(Data to use Opens)

//! Operator actions.
//!
//! The interactive shell produces a list of [`Action`]s; [`execute`] runs
//! them in order against one logged-in session. Older scripts described the
//! same list as flat string tokens, which [`Action::parse_tokens`] still
//! understands.

mod executor;
mod workflows;

use std::fmt;

use thiserror::Error;
use tracing::warn;

use crate::session::{InvalidPeriod, StatementPeriod};
use crate::types::{AccountType, TradeSide};

pub use executor::{execute, ExecutionSummary, Operator};
pub use workflows::{next_sequential_nickname, BulkTradeReport};

/// One step for the session to perform.
#[derive(Debug, Clone, PartialEq)]
pub enum Action {
    OpenAccount(AccountType),
    Transfer {
        source: String,
        destination: String,
        amount: f64,
    },
    EnablePennyStock(String),
    EnableAllPennyStock,
    ListPositions,
    ListAccounts,
    Nickname {
        account: String,
        nickname: String,
    },
    TransferSourceToAll {
        source: String,
        amount: f64,
    },
    TransferAllToSource {
        destination: String,
        amount: f64,
    },
    BulkTrade {
        side: TradeSide,
        ticker: String,
        quantity: f64,
    },
    /// Open an account, optionally fund it, enable penny stocks, nickname it.
    BigThree {
        account_type: AccountType,
        transfer_amount: Option<f64>,
    },
    DownloadStatement(StatementPeriod),
    Pause,
    Exit,
}

impl fmt::Display for Action {
    fn fmt(&self, f: &mut fmt::Formatter<'_>) -> fmt::Result {
        match self {
            Action::OpenAccount(t) => write!(f, "open {t} account"),
            Action::Transfer {
                source,
                destination,
                amount,
            } => write!(f, "transfer ${amount:.2} {source} -> {destination}"),
            Action::EnablePennyStock(acct) => write!(f, "enable penny stocks for {acct}"),
            Action::EnableAllPennyStock => write!(f, "enable penny stocks for all accounts"),
            Action::ListPositions => write!(f, "list positions"),
            Action::ListAccounts => write!(f, "list accounts"),
            Action::Nickname { account, nickname } => write!(f, "nickname {account} as {nickname:?}"),
            Action::TransferSourceToAll { source, amount } => {
                write!(f, "transfer ${amount:.2} from {source} to every account")
            }
            Action::TransferAllToSource {
                destination,
                amount,
            } => write!(f, "transfer ${amount:.2} from every account to {destination}"),
            Action::BulkTrade {
                side,
                ticker,
                quantity,
            } => write!(f, "{side} {quantity} {ticker} in every account"),
            Action::BigThree { account_type, .. } => write!(f, "big three ({account_type})"),
            Action::DownloadStatement(period) => write!(f, "download {period} statement"),
            Action::Pause => write!(f, "pause"),
            Action::Exit => write!(f, "exit"),
        }
    }
}

// ---------------------------------------------------------------------------
// Token lists
// ---------------------------------------------------------------------------

#[derive(Debug, Error, PartialEq)]
pub enum ActionParseError {
    #[error("'{token}' needs {expected} argument(s), found {found}")]
    MissingArguments {
        token: String,
        expected: usize,
        found: usize,
    },
    #[error("'{token}': {value:?} is not a positive number")]
    InvalidNumber { token: String, value: String },
    #[error("'{token}': {reason}")]
    InvalidArgument { token: String, reason: String },
    #[error(transparent)]
    Period(#[from] InvalidPeriod),
}

/// Cursor over a token list.
struct Tokens<'a, S> {
    tokens: &'a [S],
    pos: usize,
}

impl<'a, S: AsRef<str>> Tokens<'a, S> {
    fn next(&mut self) -> Option<&'a str> {
        let tokens = self.tokens;
        let token = tokens.get(self.pos)?.as_ref();
        self.pos += 1;
        Some(token)
    }

    /// The `n` arguments following `token`.
    fn args(&mut self, token: &str, n: usize) -> Result<Vec<&'a str>, ActionParseError> {
        let available = self.tokens.len() - self.pos;
        if available < n {
            return Err(ActionParseError::MissingArguments {
                token: token.to_string(),
                expected: n,
                found: available,
            });
        }
        let tokens = self.tokens;
        let args = tokens[self.pos..self.pos + n]
            .iter()
            .map(AsRef::as_ref)
            .collect();
        self.pos += n;
        Ok(args)
    }
}

fn positive_number(token: &str, value: &str) -> Result<f64, ActionParseError> {
    match value.trim().parse::<f64>() {
        Ok(n) if n.is_finite() && n > 0.0 => Ok(n),
        _ => Err(ActionParseError::InvalidNumber {
            token: token.to_string(),
            value: value.to_string(),
        }),
    }
}

fn invalid(token: &str, e: anyhow::Error) -> ActionParseError {
    ActionParseError::InvalidArgument {
        token: token.to_string(),
        reason: e.to_string(),
    }
}

impl Action {
    /// Interpret a flat token list such as
    /// `["2", "Z1", "Z2", "50", "bulk_trade", "buy", "AAPL", "1", "7"]`.
    ///
    /// Parsing stops after `7` (exit). Unknown tokens are skipped with a
    /// warning; missing or malformed arguments are an error.
    pub fn parse_tokens<S: AsRef<str>>(tokens: &[S]) -> Result<Vec<Action>, ActionParseError> {
        let mut cursor = Tokens { tokens, pos: 0 };
        let mut actions = Vec::new();

        while let Some(token) = cursor.next() {
            let action = match token {
                "1" => {
                    let a = cursor.args(token, 1)?;
                    Action::OpenAccount(a[0].parse().map_err(|e| invalid(token, e))?)
                }
                "2" => {
                    let a = cursor.args(token, 3)?;
                    Action::Transfer {
                        source: a[0].to_string(),
                        destination: a[1].to_string(),
                        amount: positive_number(token, a[2])?,
                    }
                }
                "3" => Action::EnablePennyStock(cursor.args(token, 1)?[0].to_string()),
                "enable_all" => Action::EnableAllPennyStock,
                "4" => Action::ListPositions,
                "5" => Action::ListAccounts,
                "6" => {
                    let a = cursor.args(token, 2)?;
                    Action::Nickname {
                        account: a[0].to_string(),
                        nickname: a[1].to_string(),
                    }
                }
                "source_to_all" => {
                    let a = cursor.args(token, 2)?;
                    Action::TransferSourceToAll {
                        source: a[0].to_string(),
                        amount: positive_number(token, a[1])?,
                    }
                }
                "all_to_source" => {
                    let a = cursor.args(token, 2)?;
                    Action::TransferAllToSource {
                        destination: a[0].to_string(),
                        amount: positive_number(token, a[1])?,
                    }
                }
                "bulk_trade" => {
                    let a = cursor.args(token, 3)?;
                    Action::BulkTrade {
                        side: a[0].parse().map_err(|e| invalid(token, e))?,
                        ticker: a[1].to_uppercase(),
                        quantity: positive_number(token, a[2])?,
                    }
                }
                "123R" => Action::BigThree {
                    account_type: AccountType::Roth,
                    transfer_amount: None,
                },
                "123B" => Action::BigThree {
                    account_type: AccountType::Brokerage,
                    transfer_amount: None,
                },
                "statement" => {
                    let a = cursor.args(token, 1)?;
                    Action::DownloadStatement(StatementPeriod::parse(a[0])?)
                }
                "pause" => Action::Pause,
                "7" => {
                    actions.push(Action::Exit);
                    break;
                }
                other => {
                    warn!(token = %other, "Skipping unknown action token");
                    continue;
                }
            };
            actions.push(action);
        }
        Ok(actions)
    }
}

#[cfg(test)]
mod tests {
    use super::*;

    #[test]
    fn test_parse_every_token_kind() {
        let tokens = [
            "1", "roth", "2", "Z1", "Z2", "50", "3", "Z3", "enable_all", "4", "5", "6", "Z4",
            "Fun 2", "source_to_all", "Z1", "10", "all_to_source", "Z1", "5.5", "bulk_trade",
            "Buy", "aapl", "2", "123R", "123B", "statement", "03/2024", "pause", "7",
        ];
        let actions = Action::parse_tokens(&tokens).unwrap();
        assert_eq!(
            actions,
            vec![
                Action::OpenAccount(AccountType::Roth),
                Action::Transfer {
                    source: "Z1".into(),
                    destination: "Z2".into(),
                    amount: 50.0
                },
                Action::EnablePennyStock("Z3".into()),
                Action::EnableAllPennyStock,
                Action::ListPositions,
                Action::ListAccounts,
                Action::Nickname {
                    account: "Z4".into(),
                    nickname: "Fun 2".into()
                },
                Action::TransferSourceToAll {
                    source: "Z1".into(),
                    amount: 10.0
                },
                Action::TransferAllToSource {
                    destination: "Z1".into(),
                    amount: 5.5
                },
                Action::BulkTrade {
                    side: TradeSide::Buy,
                    ticker: "AAPL".into(),
                    quantity: 2.0
                },
                Action::BigThree {
                    account_type: AccountType::Roth,
                    transfer_amount: None
                },
                Action::BigThree {
                    account_type: AccountType::Brokerage,
                    transfer_amount: None
                },
                Action::DownloadStatement(StatementPeriod::new(3, 2024).unwrap()),
                Action::Pause,
                Action::Exit,
            ]
        );
    }

    #[test]
    fn test_parse_stops_at_exit() {
        let actions = Action::parse_tokens(&["4", "7", "5", "pause"]).unwrap();
        assert_eq!(actions, vec![Action::ListPositions, Action::Exit]);
    }

    #[test]
    fn test_missing_arguments() {
        let err = Action::parse_tokens(&["2", "Z1", "Z2"]).unwrap_err();
        assert_eq!(
            err,
            ActionParseError::MissingArguments {
                token: "2".into(),
                expected: 3,
                found: 2
            }
        );
        assert!(Action::parse_tokens(&["6", "Z1"]).is_err());
        assert!(Action::parse_tokens(&["1"]).is_err());
    }

    #[test]
    fn test_bad_numbers() {
        for amount in ["abc", "-5", "0", "NaN", "inf"] {
            let err = Action::parse_tokens(&["source_to_all", "Z1", amount]).unwrap_err();
            assert!(
                matches!(err, ActionParseError::InvalidNumber { .. }),
                "{amount} should be rejected"
            );
        }
    }

    #[test]
    fn test_bad_enum_arguments() {
        assert!(matches!(
            Action::parse_tokens(&["1", "joint"]).unwrap_err(),
            ActionParseError::InvalidArgument { .. }
        ));
        assert!(matches!(
            Action::parse_tokens(&["bulk_trade", "hold", "AAPL", "1"]).unwrap_err(),
            ActionParseError::InvalidArgument { .. }
        ));
        assert!(matches!(
            Action::parse_tokens(&["statement", "13/2024"]).unwrap_err(),
            ActionParseError::Period(_)
        ));
    }

    #[test]
    fn test_unknown_tokens_skipped() {
        let actions = Action::parse_tokens(&["bogus", "5", "???"]).unwrap();
        assert_eq!(actions, vec![Action::ListAccounts]);
    }

    #[test]
    fn test_empty_list() {
        let empty: [&str; 0] = [];
        assert!(Action::parse_tokens(&empty).unwrap().is_empty());
    }

    #[test]
    fn test_display() {
        let a = Action::BulkTrade {
            side: TradeSide::Sell,
            ticker: "F".into(),
            quantity: 3.0,
        };
        assert_eq!(a.to_string(), "SELL 3 F in every account");
    }
}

(Data to use Closes)

Copy all lines above containing the string "InvalidNumber".

Solved problem »
    InvalidNumber { token: String, value: String },
        _ => Err(ActionParseError::InvalidNumber {
                matches!(err, ActionParseError::InvalidNumber { .. }),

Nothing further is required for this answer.